Outside of the borders of our town, to the west, there lives a witch, in a ranch by a lake where no one ever goes. The boys watch her, lying on their stomachs behind the bushes, gravel biting their knees, dust clinging to their eyelashes. They barely draw a breath, the four of them. Their pupils dilate as she sheds her dress on the pontoon. She wades into the water, unmoved by the october chill, ravished into the current by a pull strong as a man’s grip. The children are close enough to hear her breathing through her nose, so loudly and so slow that they wonder if she may be sleepwalking. When she finds herself standing on the tip of her toes, she lifts her feet off the muddy floor and brings her legs up to the surface. Her skin glows; her body hovers an inch beneath the mirror. Her treading arms radiate from her body, pointing at the banks. She floats at the center of the river for hours, hair spread around her face like an oil slick. Sometimes her eyes are closed, sometimes they are open. Sometimes, one of the boys, not the oldest, wonders: Is she listening to songs only she can hear, played for her by the world below?
The truth, of course, is that to be a witch is the easiest thing in the world.

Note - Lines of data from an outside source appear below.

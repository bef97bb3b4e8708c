//! 抓取任务派发

use std::sync::Arc;

use dog_gallery_client::DogSource;
use tokio::runtime::Handle;
use tokio::sync::mpsc;

use crate::model::{FetchCompleted, FetchTicket};

/// 抓取任务派发器
///
/// 每张 `FetchTicket` 对应一个 tokio 任务；任务不接触 Model，
/// 只把结果连同序号发回主循环。没有取消，也没有重试。
pub struct Fetcher {
    source: Arc<dyn DogSource>,
    runtime: Handle,
    tx: mpsc::UnboundedSender<FetchCompleted>,
}

impl Fetcher {
    /// 创建派发器，返回结果接收端
    pub fn new(
        source: Arc<dyn DogSource>,
        runtime: Handle,
    ) -> (Self, mpsc::UnboundedReceiver<FetchCompleted>) {
        let (tx, rx) = mpsc::unbounded_channel();
        (
            Self {
                source,
                runtime,
                tx,
            },
            rx,
        )
    }

    /// 数据源标识符
    pub fn source_id(&self) -> &'static str {
        self.source.id()
    }

    /// 派发一个请求
    pub fn dispatch(&self, ticket: FetchTicket) {
        let source = Arc::clone(&self.source);
        let tx = self.tx.clone();
        tracing::debug!(seq = ticket.seq, page = ticket.page, "dispatching fetch");

        self.runtime.spawn(async move {
            let result = source.fetch_page(ticket.page).await;
            if let Err(ref e) = result {
                tracing::warn!(seq = ticket.seq, page = ticket.page, "fetch failed: {e}");
            }
            // 接收端已关闭说明应用正在退出
            let _ = tx.send(FetchCompleted {
                seq: ticket.seq,
                page: ticket.page,
                result,
            });
        });
    }
}

#[cfg(test)]
mod tests {
    use std::time::Duration;

    use async_trait::async_trait;
    use dog_gallery_client::{ClientError, DemoDogSource, DogRecord};

    use super::*;

    /// 按页码决定延迟的假数据源，用于制造乱序返回
    struct SlowFirstPage;

    #[async_trait]
    impl DogSource for SlowFirstPage {
        fn id(&self) -> &'static str {
            "slow"
        }

        async fn fetch_page(&self, page: u32) -> Result<Vec<DogRecord>, ClientError> {
            if page == 1 {
                tokio::time::sleep(Duration::from_millis(150)).await;
            }
            Ok(vec![DogRecord::new(format!("page {page}"), "")])
        }
    }

    #[tokio::test]
    async fn dispatch_sends_outcome_with_ticket_identity() {
        let (fetcher, mut rx) = Fetcher::new(Arc::new(DemoDogSource::new()), Handle::current());
        assert_eq!(fetcher.source_id(), "demo");

        fetcher.dispatch(FetchTicket { seq: 4, page: 2 });
        let outcome = rx.recv().await.unwrap();

        assert_eq!(outcome.seq, 4);
        assert_eq!(outcome.page, 2);
        assert_eq!(outcome.result.unwrap()[0].breed, "Beagle");
    }

    #[tokio::test]
    async fn overlapping_fetches_may_finish_out_of_order() {
        let (fetcher, mut rx) = Fetcher::new(Arc::new(SlowFirstPage), Handle::current());

        fetcher.dispatch(FetchTicket { seq: 1, page: 1 });
        fetcher.dispatch(FetchTicket { seq: 2, page: 2 });

        let first = rx.recv().await.unwrap();
        let second = rx.recv().await.unwrap();
        assert_eq!(first.seq, 2);
        assert_eq!(second.seq, 1);
    }
}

Here is how I did it: at the ripe age of thirty-three, I moved, unmarried and without children, to a derelict town on the outskirts of the world, a place seemingly untouched by modernity but held together, still, by its stringent norms. There, I proceeded to buy a home on the vastest expanse of land I could lay my hands on. I was instantly propelled to the status of local mystery. Then, out of boredom or compelled, perhaps, by the same love of conquest that has fueled me since my youth, I moved on the men of town, fast and unavoidable. After news traveled of my first successes, men began to fall into my lap like drowsy children or wounded animals, and the less I seemed to care for my appearance- a side effect of living in complete aloneness, the faster they came. Some of them were single, some were not. Some of them were old, some were not. Three weeks into it and I’d become the town slut, but no one knew my name. I didn’t know theirs either.
There is only one word for a woman who has sex without belonging to a man or without acquiescing to the burden of motherhood, and that word is witch. Or perhaps it is slut. Either way, it is terrifying, for it means that perhaps women don’t need men; and if we merely choose them, they might just owe their existence not to necessity or fate, but to the will of a woman. Suddenly there is nothing more lethal in the world, nothing as unbearable as the black flame of women’s desire. No, you were not meant to be; yes, your mother could just as well have dispensed with you- she could have simply not felt like it. Now do you see why we are hated so? Do you understand the smell of singed flesh burning at the stake, the breaking voice of the lawmaker as he screams out what our bodies should and should not do? The hatred of women for themselves, for others? Now do you see why we so fear the free?
Yet rambunctious, light-headed sex alone does not a witch make. Where the traditional slut inspires hate and pity, the witch shines by eliciting fear and rage. One becomes a witch by way of discovering, inside herself, a thing that wants independence and freedom more than it wants water or air, a thing that wants to tell the world: “look at me, it is I, the self.”
You become a witch by letting others know that you have just recently arrived to their most feared conclusion: the realization that we don’t need others, and that, consequently, we don’t need to hear their words.
And yes, I know that no man is an island, and that man is, by nature, a social animal- I am no less educated than you are, and certainly more than my fellow townsmen, who approach culture with caution, like a rabid animal, or a coastal disease. But I am no man, and this life is ours only, so who are our poets and ancestors to tell us what to do of it? Who, beside I, can speak definitively of my nature? Who are you to tell me that to be alone is to have failed?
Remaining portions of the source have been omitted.